#### WORK TO BE COMPLETED
From the entries that follow, copy every line with the word "chosen".

Stored items
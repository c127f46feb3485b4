use tracing::{debug, info};

use crate::types::{FormatDescriptor, LanguageMap, SubtitleCatalog, Tier};

/// The track chosen for a request, borrowed from the catalog.
#[derive(Debug, Clone, Copy, PartialEq, Eq)]
pub struct Selection<'a> {
    pub tier: Tier,
    /// Catalog key of the chosen track (may differ from the request).
    pub language: &'a str,
    pub formats: &'a [FormatDescriptor],
}

/// Pick one track from the catalog.
///
/// Tiers, first match wins:
/// 1. manual subtitles in the requested language or a `lang-*` variant
/// 2. automatic captions in the requested language or a `lang-*` variant
/// 3. the first manual subtitle language
/// 4. the first automatic caption language
///
/// Each mapping is matched with [`match_language`], whose first-key step
/// means automatic captions are only consulted when there are no manual
/// subtitles at all. The tier records whether the chosen key was a match for
/// the request or the mapping's first entry.
///
/// Returns `None` only when the catalog has no tracks at all.
pub fn select<'a>(catalog: &'a SubtitleCatalog, language: &str) -> Option<Selection<'a>> {
    let (mapping, requested_tier, first_tier) = if catalog.manual.is_empty() {
        (&catalog.automatic, Tier::AutomaticRequested, Tier::AutomaticFirst)
    } else {
        (&catalog.manual, Tier::ManualRequested, Tier::ManualFirst)
    };

    let (tier, (key, formats)) = match match_requested(mapping, language) {
        Some(hit) => (requested_tier, hit),
        None => (first_tier, match_language(mapping, language)?),
    };

    if tier.is_fallback() {
        info!(
            requested = language,
            using = key,
            source = %tier,
            "requested subtitle language not found, falling back"
        );
    } else {
        debug!(requested = language, using = key, source = %tier, "subtitle track selected");
    }

    Some(Selection {
        tier,
        language: key,
        formats,
    })
}

/// Match a language within one mapping: exact key, then the first
/// `lang-*` variant, then the mapping's first key.
///
/// Returns `None` only when the mapping is empty.
pub fn match_language<'a>(
    mapping: &'a LanguageMap,
    language: &str,
) -> Option<(&'a str, &'a [FormatDescriptor])> {
    match_requested(mapping, language).or_else(|| mapping.first())
}

/// Exact key (case-sensitive, then ASCII case-insensitive), then the first
/// key of the form `language-suffix`.
pub fn match_requested<'a>(
    mapping: &'a LanguageMap,
    language: &str,
) -> Option<(&'a str, &'a [FormatDescriptor])> {
    if language.is_empty() {
        return None;
    }

    mapping
        .iter()
        .find(|(key, _)| *key == language)
        .or_else(|| {
            mapping
                .iter()
                .find(|(key, _)| key.eq_ignore_ascii_case(language))
        })
        .or_else(|| mapping.iter().find(|(key, _)| is_variant_of(key, language)))
}

/// `en-US` is a variant of `en`; `en` and `eng` are not.
fn is_variant_of(key: &str, language: &str) -> bool {
    key.len() > language.len() + 1
        && key.as_bytes()[language.len()] == b'-'
        && key
            .get(..language.len())
            .is_some_and(|prefix| prefix.eq_ignore_ascii_case(language))
}
use std::fmt;
use std::path::PathBuf;
use std::time::Duration;

use crate::error::{Error, Result};

/// Default per-format fetch deadline.
const DEFAULT_FETCH_TIMEOUT: Duration = Duration::from_secs(30);

/// Default deadline for the backend metadata lookup.
const DEFAULT_BACKEND_TIMEOUT: Duration = Duration::from_secs(120);

/// Largest subtitle payload accepted from a single format URL (32 MiB).
const DEFAULT_MAX_PAYLOAD_BYTES: usize = 32 * 1024 * 1024;

/// A requested subtitle language tag.
///
/// Accepts short codes ("en", "de") and regional tags ("en-us", "pt-br").
/// Input is trimmed and lowercased; an empty string means English.
#[derive(Debug, Clone, PartialEq, Eq, Hash)]
pub struct Language(String);

impl Language {
    /// Validate a language tag: 2-5 ASCII letters, digits or hyphens.
    pub fn new(lang: &str) -> Result<Self> {
        let lower = lang.trim().to_lowercase();
        if lower.is_empty() {
            return Ok(Language::default());
        }

        let valid_chars = lower
            .chars()
            .all(|c| c.is_ascii_alphanumeric() || c == '-');
        if !valid_chars || !(2..=5).contains(&lower.len()) {
            return Err(Error::InvalidLanguage(lang.to_string()));
        }

        Ok(Language(lower))
    }

    pub fn code(&self) -> &str {
        &self.0
    }
}

impl fmt::Display for Language {
    fn fmt(&self, f: &mut fmt::Formatter<'_>) -> fmt::Result {
        f.write_str(&self.0)
    }
}

impl Default for Language {
    fn default() -> Self {
        Language("en".into())
    }
}

/// Builder for extraction options.
#[derive(Debug, Clone)]
pub struct ExtractOptions {
    pub language: Language,
    /// Deadline for each subtitle format download.
    pub fetch_timeout: Duration,
    /// Deadline for the backend metadata lookup.
    pub backend_timeout: Duration,
    pub max_payload_bytes: usize,
    /// Format kinds to try first, in order. Empty keeps the backend's order.
    pub prefer_formats: Vec<String>,
    /// yt-dlp executable; `None` resolves "yt-dlp" from PATH.
    pub yt_dlp_path: Option<PathBuf>,
    pub user_agent: Option<String>,
}

impl Default for ExtractOptions {
    fn default() -> Self {
        Self {
            language: Language::default(),
            fetch_timeout: DEFAULT_FETCH_TIMEOUT,
            backend_timeout: DEFAULT_BACKEND_TIMEOUT,
            max_payload_bytes: DEFAULT_MAX_PAYLOAD_BYTES,
            prefer_formats: Vec::new(),
            yt_dlp_path: None,
            user_agent: None,
        }
    }
}

impl ExtractOptions {
    pub fn new() -> Self {
        Self::default()
    }

    /// Set the requested language. See [`Language::new`] for accepted input.
    pub fn language(mut self, lang: &str) -> Result<Self> {
        self.language = Language::new(lang)?;
        Ok(self)
    }

    pub fn fetch_timeout(mut self, timeout: Duration) -> Result<Self> {
        if timeout.is_zero() {
            return Err(Error::InvalidOption("fetch timeout must be non-zero".into()));
        }
        self.fetch_timeout = timeout;
        Ok(self)
    }

    pub fn backend_timeout(mut self, timeout: Duration) -> Result<Self> {
        if timeout.is_zero() {
            return Err(Error::InvalidOption("backend timeout must be non-zero".into()));
        }
        self.backend_timeout = timeout;
        Ok(self)
    }

    pub fn max_payload_bytes(mut self, bytes: usize) -> Result<Self> {
        if bytes == 0 {
            return Err(Error::InvalidOption("max payload size must be non-zero".into()));
        }
        self.max_payload_bytes = bytes;
        Ok(self)
    }

    /// Try these format kinds first ("vtt", "srt", "json3", ...).
    pub fn prefer_formats<I, S>(mut self, kinds: I) -> Self
    where
        I: IntoIterator<Item = S>,
        S: Into<String>,
    {
        self.prefer_formats = kinds
            .into_iter()
            .map(|k| k.into().trim().to_lowercase())
            .filter(|k| !k.is_empty())
            .collect();
        self
    }

    pub fn yt_dlp_path(mut self, path: PathBuf) -> Self {
        self.yt_dlp_path = Some(path);
        self
    }

    pub fn user_agent(mut self, agent: impl Into<String>) -> Self {
        self.user_agent = Some(agent.into());
        self
    }

    /// Resolve the yt-dlp executable, defaulting to "yt-dlp" on PATH.
    pub fn resolve_yt_dlp(&self) -> PathBuf {
        self.yt_dlp_path
            .clone()
            .unwrap_or_else(|| PathBuf::from("yt-dlp"))
    }
}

#### ANSWER BELOW
/// The track chosen for a request, borrowed from the catalog.
    /// Catalog key of the chosen track (may differ from the request).
/// subtitles at all. The tier records whether the chosen key was a match for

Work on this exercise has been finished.